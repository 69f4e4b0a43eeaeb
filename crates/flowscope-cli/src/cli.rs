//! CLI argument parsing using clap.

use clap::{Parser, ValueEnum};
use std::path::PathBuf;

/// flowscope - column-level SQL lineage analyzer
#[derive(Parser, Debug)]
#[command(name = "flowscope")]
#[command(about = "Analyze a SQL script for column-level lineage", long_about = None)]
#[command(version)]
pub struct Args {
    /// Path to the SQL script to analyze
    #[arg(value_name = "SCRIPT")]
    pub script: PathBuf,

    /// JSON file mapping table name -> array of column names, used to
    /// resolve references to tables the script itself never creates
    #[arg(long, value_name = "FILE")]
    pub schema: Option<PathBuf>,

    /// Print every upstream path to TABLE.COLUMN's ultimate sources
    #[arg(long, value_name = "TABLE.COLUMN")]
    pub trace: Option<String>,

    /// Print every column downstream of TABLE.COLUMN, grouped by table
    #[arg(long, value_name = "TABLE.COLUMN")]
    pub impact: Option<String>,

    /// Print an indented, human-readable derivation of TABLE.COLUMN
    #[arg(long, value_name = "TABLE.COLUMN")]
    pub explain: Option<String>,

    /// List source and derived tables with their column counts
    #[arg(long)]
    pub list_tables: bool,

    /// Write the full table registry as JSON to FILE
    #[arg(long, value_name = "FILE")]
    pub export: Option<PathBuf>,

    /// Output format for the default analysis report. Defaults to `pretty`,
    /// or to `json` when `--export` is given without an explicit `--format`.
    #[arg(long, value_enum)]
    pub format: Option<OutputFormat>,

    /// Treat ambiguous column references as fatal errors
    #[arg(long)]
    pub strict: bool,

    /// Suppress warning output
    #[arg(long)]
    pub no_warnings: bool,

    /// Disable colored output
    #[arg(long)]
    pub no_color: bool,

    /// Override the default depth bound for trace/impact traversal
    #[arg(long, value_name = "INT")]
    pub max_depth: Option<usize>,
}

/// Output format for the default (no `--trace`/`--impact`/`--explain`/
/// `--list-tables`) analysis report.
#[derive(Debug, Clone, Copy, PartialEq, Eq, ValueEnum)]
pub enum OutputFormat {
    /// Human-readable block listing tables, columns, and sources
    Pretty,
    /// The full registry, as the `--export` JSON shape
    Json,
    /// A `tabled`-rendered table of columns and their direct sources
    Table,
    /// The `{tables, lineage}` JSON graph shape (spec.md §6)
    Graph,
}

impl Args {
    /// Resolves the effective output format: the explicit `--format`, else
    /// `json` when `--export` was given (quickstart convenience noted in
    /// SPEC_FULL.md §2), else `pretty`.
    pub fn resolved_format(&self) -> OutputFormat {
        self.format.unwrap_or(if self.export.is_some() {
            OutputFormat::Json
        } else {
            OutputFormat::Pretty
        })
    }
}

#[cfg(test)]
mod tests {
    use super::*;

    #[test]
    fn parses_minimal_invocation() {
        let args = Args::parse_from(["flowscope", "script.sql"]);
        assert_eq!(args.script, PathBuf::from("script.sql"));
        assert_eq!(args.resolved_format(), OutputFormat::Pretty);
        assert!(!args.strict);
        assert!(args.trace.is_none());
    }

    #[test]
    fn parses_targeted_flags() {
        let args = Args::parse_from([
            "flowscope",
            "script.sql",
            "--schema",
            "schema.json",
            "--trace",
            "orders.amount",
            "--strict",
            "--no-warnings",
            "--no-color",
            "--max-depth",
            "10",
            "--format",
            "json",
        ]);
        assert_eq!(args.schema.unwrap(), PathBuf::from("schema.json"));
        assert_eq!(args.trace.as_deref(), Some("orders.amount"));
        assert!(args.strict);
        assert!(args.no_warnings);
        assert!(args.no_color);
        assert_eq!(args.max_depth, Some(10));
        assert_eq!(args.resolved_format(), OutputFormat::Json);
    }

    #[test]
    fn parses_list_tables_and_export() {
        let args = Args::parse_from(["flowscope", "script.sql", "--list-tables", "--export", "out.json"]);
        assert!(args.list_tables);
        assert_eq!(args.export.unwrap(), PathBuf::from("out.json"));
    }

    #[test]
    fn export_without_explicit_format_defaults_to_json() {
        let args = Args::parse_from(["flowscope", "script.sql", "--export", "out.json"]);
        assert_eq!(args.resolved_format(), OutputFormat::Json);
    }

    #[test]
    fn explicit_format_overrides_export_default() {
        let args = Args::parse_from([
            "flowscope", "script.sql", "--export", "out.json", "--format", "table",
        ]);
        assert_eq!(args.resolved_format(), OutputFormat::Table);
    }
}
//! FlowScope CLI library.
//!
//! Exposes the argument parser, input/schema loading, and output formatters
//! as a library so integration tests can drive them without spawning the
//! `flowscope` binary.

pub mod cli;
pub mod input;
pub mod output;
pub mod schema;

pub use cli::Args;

◆ ◆ ◆ ◆

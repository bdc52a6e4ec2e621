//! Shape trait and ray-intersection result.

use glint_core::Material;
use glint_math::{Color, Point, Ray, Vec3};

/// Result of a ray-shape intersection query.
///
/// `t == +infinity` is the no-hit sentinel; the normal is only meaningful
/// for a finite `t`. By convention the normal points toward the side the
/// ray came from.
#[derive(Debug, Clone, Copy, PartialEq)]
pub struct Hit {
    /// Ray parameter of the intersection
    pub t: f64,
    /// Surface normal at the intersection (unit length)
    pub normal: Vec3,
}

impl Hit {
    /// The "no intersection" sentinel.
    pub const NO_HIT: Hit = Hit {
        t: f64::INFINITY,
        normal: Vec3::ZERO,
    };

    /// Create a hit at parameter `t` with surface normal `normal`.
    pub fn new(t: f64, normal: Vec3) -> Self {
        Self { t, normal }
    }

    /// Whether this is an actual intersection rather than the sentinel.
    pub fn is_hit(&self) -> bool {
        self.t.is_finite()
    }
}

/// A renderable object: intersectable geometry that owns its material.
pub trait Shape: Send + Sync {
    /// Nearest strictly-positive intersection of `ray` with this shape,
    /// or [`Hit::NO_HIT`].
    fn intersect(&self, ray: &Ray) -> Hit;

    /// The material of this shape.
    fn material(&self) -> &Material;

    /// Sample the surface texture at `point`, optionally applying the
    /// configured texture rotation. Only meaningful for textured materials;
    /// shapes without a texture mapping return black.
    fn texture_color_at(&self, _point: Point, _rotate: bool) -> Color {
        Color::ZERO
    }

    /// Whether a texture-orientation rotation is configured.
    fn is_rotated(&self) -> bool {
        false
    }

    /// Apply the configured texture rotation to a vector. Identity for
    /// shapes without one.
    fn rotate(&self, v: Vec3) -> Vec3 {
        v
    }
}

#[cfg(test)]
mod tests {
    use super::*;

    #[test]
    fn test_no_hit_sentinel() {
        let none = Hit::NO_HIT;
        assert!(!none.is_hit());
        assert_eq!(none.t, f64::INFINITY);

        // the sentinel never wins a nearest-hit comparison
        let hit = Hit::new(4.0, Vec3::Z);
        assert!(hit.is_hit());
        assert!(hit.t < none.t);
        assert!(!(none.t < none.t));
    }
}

◆ ◆ ◆ ◆

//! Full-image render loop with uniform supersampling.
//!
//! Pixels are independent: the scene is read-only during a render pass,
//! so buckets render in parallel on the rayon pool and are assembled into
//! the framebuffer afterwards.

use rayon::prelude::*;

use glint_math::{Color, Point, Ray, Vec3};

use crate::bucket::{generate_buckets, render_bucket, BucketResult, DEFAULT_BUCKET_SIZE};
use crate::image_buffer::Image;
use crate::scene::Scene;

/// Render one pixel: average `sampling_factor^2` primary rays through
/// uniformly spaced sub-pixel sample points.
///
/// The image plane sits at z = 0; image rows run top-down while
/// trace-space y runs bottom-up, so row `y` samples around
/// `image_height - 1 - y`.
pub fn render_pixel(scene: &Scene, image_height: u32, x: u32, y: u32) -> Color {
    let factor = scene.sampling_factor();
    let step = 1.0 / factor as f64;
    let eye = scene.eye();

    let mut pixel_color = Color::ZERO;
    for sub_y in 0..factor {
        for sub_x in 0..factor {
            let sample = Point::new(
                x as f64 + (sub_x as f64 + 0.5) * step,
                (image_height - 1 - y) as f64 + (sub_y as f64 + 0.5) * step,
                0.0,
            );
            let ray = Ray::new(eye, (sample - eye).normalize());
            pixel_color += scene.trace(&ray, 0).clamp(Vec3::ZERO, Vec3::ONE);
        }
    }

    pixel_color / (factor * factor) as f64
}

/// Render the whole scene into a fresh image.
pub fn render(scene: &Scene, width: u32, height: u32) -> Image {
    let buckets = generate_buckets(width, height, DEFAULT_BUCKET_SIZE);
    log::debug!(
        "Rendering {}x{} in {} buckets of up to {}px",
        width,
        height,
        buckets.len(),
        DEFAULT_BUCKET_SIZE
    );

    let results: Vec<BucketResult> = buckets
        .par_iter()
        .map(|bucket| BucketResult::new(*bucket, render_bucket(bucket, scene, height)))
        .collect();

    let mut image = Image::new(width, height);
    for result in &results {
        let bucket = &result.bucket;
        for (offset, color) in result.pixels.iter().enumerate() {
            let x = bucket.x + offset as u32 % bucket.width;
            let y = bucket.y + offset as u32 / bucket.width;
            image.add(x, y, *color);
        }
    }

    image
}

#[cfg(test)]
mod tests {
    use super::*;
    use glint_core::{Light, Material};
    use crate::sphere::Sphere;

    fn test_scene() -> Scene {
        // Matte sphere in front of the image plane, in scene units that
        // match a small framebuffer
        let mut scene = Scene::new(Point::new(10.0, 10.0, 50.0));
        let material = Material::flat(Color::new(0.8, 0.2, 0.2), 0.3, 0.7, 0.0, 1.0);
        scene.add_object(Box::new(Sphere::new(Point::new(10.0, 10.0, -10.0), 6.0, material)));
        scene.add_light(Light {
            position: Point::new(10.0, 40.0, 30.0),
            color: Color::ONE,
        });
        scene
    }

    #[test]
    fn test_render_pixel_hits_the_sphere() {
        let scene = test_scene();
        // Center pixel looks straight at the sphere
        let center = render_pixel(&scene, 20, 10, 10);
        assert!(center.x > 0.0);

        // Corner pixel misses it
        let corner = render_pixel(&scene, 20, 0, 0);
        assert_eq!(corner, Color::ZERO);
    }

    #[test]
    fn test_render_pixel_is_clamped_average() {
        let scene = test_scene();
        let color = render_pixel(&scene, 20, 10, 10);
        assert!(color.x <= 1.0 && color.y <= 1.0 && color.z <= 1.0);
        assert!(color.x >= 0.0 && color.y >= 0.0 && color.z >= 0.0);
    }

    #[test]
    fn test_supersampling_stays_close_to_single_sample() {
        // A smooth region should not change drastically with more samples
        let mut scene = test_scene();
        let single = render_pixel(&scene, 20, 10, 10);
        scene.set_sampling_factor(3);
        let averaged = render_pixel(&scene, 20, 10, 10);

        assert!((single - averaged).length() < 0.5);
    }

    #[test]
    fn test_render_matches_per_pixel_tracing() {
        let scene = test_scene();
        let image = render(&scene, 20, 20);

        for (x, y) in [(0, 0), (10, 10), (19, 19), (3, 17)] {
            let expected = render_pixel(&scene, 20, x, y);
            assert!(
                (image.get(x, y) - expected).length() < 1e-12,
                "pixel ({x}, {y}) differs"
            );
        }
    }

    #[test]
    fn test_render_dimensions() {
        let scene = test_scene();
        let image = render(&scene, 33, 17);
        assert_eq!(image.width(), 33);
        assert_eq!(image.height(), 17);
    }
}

◆ ◆ ◆ ◆

* _TASK BRIEF_
Starting at the line that has "scene.set_sampling_factor(3);" and ending at the line that has "assert_eq!(image.width(), 33);", please write out the lines above exactly, leaving out all others.

* _TASK RESPONSE_
        scene.set_sampling_factor(3);
        let averaged = render_pixel(&scene, 20, 10, 10);

        assert!((single - averaged).length() < 0.5);
    }

    #[test]
    fn test_render_matches_per_pixel_tracing() {
        let scene = test_scene();
        let image = render(&scene, 20, 20);

        for (x, y) in [(0, 0), (10, 10), (19, 19), (3, 17)] {
            let expected = render_pixel(&scene, 20, x, y);
            assert!(
                (image.get(x, y) - expected).length() < 1e-12,
                "pixel ({x}, {y}) differs"
            );
        }
    }

    #[test]
    fn test_render_dimensions() {
        let scene = test_scene();
        let image = render(&scene, 33, 17);
        assert_eq!(image.width(), 33);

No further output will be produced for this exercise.